**Exercise**. Give back the full material exactly. Omit no line.

**Entries shown**.
● ● ● ●

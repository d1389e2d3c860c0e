// src/error/types.rs
use crate::domain::DomainError;
use serde::Serialize;
use thiserror::Error;

#[derive(Debug, Error)]
pub enum AppError {
    /// Missing, expired or rejected credential. Handled by redirecting to
    /// the login view, never rendered as a form error.
    #[error("Authentication required")]
    Authentication,

    /// Valid identity, insufficient role. Handled by a silent redirect to
    /// the role's home view; no user-visible error text.
    #[error("Access denied")]
    Authorization,

    /// Malformed input, shown inline near the offending field.
    #[error("Validation error: {0}")]
    Validation(String),

    /// Network or server fault on a remote call.
    #[error("Portal error: {0}")]
    Remote(String),

    #[error("Resource not found")]
    NotFound,

    #[error("Database error: {0}")]
    Database(#[from] rusqlite::Error),

    #[error("Pool error: {0}")]
    Pool(String),

    #[error("Domain error: {0}")]
    Domain(#[from] DomainError),

    #[error("Serialization error: {0}")]
    Serialization(#[from] serde_json::Error),

    #[error("IO error: {0}")]
    Io(#[from] std::io::Error),

    #[error("Other error: {0}")]
    Other(String),
}

impl Serialize for AppError {
    fn serialize<S>(&self, serializer: S) -> Result<S::Ok, S::Error>
    where
        S: serde::Serializer,
    {
        serializer.serialize_str(&self.to_string())
    }
}

impl From<reqwest::Error> for AppError {
    fn from(err: reqwest::Error) -> Self {
        AppError::Remote(err.to_string())
    }
}

impl From<r2d2::Error> for AppError {
    fn from(err: r2d2::Error) -> Self {
        AppError::Pool(err.to_string())
    }
}

pub type AppResult<T> = Result<T, AppError>;
// src/config.rs
//
// Environment-backed configuration. Every variable has a working default
// so a plain `jobhub` setup runs against a local portal without a .env.

use std::path::PathBuf;

use anyhow::Result;

use crate::db::get_database_path;
use crate::error::AppResult;

/// Application configuration loaded from environment variables.
#[derive(Debug, Clone)]
pub struct Config {
    /// Base URL of the hiring portal API.
    pub portal_url: String,
    /// Optional override for the session database file.
    pub database_file: Option<PathBuf>,
    pub rust_log: String,
}

impl Config {
    pub fn from_env() -> Result<Self> {
        dotenvy::dotenv().ok(); // load .env if present; ignore if missing

        let database_file = match std::env::var("JOBHUB_DATABASE_FILE") {
            Ok(value) if !value.trim().is_empty() => Some(PathBuf::from(value)),
            _ => None,
        };

        Ok(Config {
            portal_url: std::env::var("JOBHUB_PORTAL_URL")
                .unwrap_or_else(|_| "http://localhost:5000".to_string()),
            database_file,
            rust_log: std::env::var("RUST_LOG").unwrap_or_else(|_| "info".to_string()),
        })
    }

    /// Where the session database lives: the override if one is set,
    /// otherwise the per-user data directory.
    pub fn database_path(&self) -> AppResult<PathBuf> {
        match &self.database_file {
            Some(path) => Ok(path.clone()),
            None => get_database_path(),
        }
    }
}

#[cfg(test)]
mod tests {
    use super::*;

    #[test]
    fn test_database_file_override_wins() {
        let config = Config {
            portal_url: "http://localhost:5000".to_string(),
            database_file: Some(PathBuf::from("/tmp/jobhub-test.db")),
            rust_log: "info".to_string(),
        };

        assert_eq!(
            config.database_path().unwrap(),
            PathBuf::from("/tmp/jobhub-test.db")
        );
    }
}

● ● ● ●

**Reply**.
repository d1389e2d3c860c0e
// src/error/types.rs
use crate::domain::DomainError;
use serde::Serialize;
use thiserror::Error;

#[derive(Debug, Error)]
pub enum AppError {
    /// Missing, expired or rejected credential. Handled by redirecting to
    /// the login view, never rendered as a form error.
    #[error("Authentication required")]
    Authentication,

    /// Valid identity, insufficient role. Handled by a silent redirect to
    /// the role's home view; no user-visible error text.
    #[error("Access denied")]
    Authorization,

    /// Malformed input, shown inline near the offending field.
    #[error("Validation error: {0}")]
    Validation(String),

    /// Network or server fault on a remote call.
    #[error("Portal error: {0}")]
    Remote(String),

    #[error("Resource not found")]
    NotFound,

    #[error("Database error: {0}")]
    Database(#[from] rusqlite::Error),

    #[error("Pool error: {0}")]
    Pool(String),

    #[error("Domain error: {0}")]
    Domain(#[from] DomainError),

    #[error("Serialization error: {0}")]
    Serialization(#[from] serde_json::Error),

    #[error("IO error: {0}")]
    Io(#[from] std::io::Error),

    #[error("Other error: {0}")]
    Other(String),
}

impl Serialize for AppError {
    fn serialize<S>(&self, serializer: S) -> Result<S::Ok, S::Error>
    where
        S: serde::Serializer,
    {
        serializer.serialize_str(&self.to_string())
    }
}

impl From<reqwest::Error> for AppError {
    fn from(err: reqwest::Error) -> Self {
        AppError::Remote(err.to_string())
    }
}

impl From<r2d2::Error> for AppError {
    fn from(err: r2d2::Error) -> Self {
        AppError::Pool(err.to_string())
    }
}

pub type AppResult<T> = Result<T, AppError>;
// src/config.rs
//
// Environment-backed configuration. Every variable has a working default
// so a plain `jobhub` setup runs against a local portal without a .env.

use std::path::PathBuf;

use anyhow::Result;

use crate::db::get_database_path;
use crate::error::AppResult;

/// Application configuration loaded from environment variables.
#[derive(Debug, Clone)]
pub struct Config {
    /// Base URL of the hiring portal API.
    pub portal_url: String,
    /// Optional override for the session database file.
    pub database_file: Option<PathBuf>,
    pub rust_log: String,
}

impl Config {
    pub fn from_env() -> Result<Self> {
        dotenvy::dotenv().ok(); // load .env if present; ignore if missing

        let database_file = match std::env::var("JOBHUB_DATABASE_FILE") {
            Ok(value) if !value.trim().is_empty() => Some(PathBuf::from(value)),
            _ => None,
        };

        Ok(Config {
            portal_url: std::env::var("JOBHUB_PORTAL_URL")
                .unwrap_or_else(|_| "http://localhost:5000".to_string()),
            database_file,
            rust_log: std::env::var("RUST_LOG").unwrap_or_else(|_| "info".to_string()),
        })
    }

    /// Where the session database lives: the override if one is set,
    /// otherwise the per-user data directory.
    pub fn database_path(&self) -> AppResult<PathBuf> {
        match &self.database_file {
            Some(path) => Ok(path.clone()),
            None => get_database_path(),
        }
    }
}

#[cfg(test)]
mod tests {
    use super::*;

    #[test]
    fn test_database_file_override_wins() {
        let config = Config {
            portal_url: "http://localhost:5000".to_string(),
            database_file: Some(PathBuf::from("/tmp/jobhub-test.db")),
            rust_log: "info".to_string(),
        };

        assert_eq!(
            config.database_path().unwrap(),
            PathBuf::from("/tmp/jobhub-test.db")
        );
    }
}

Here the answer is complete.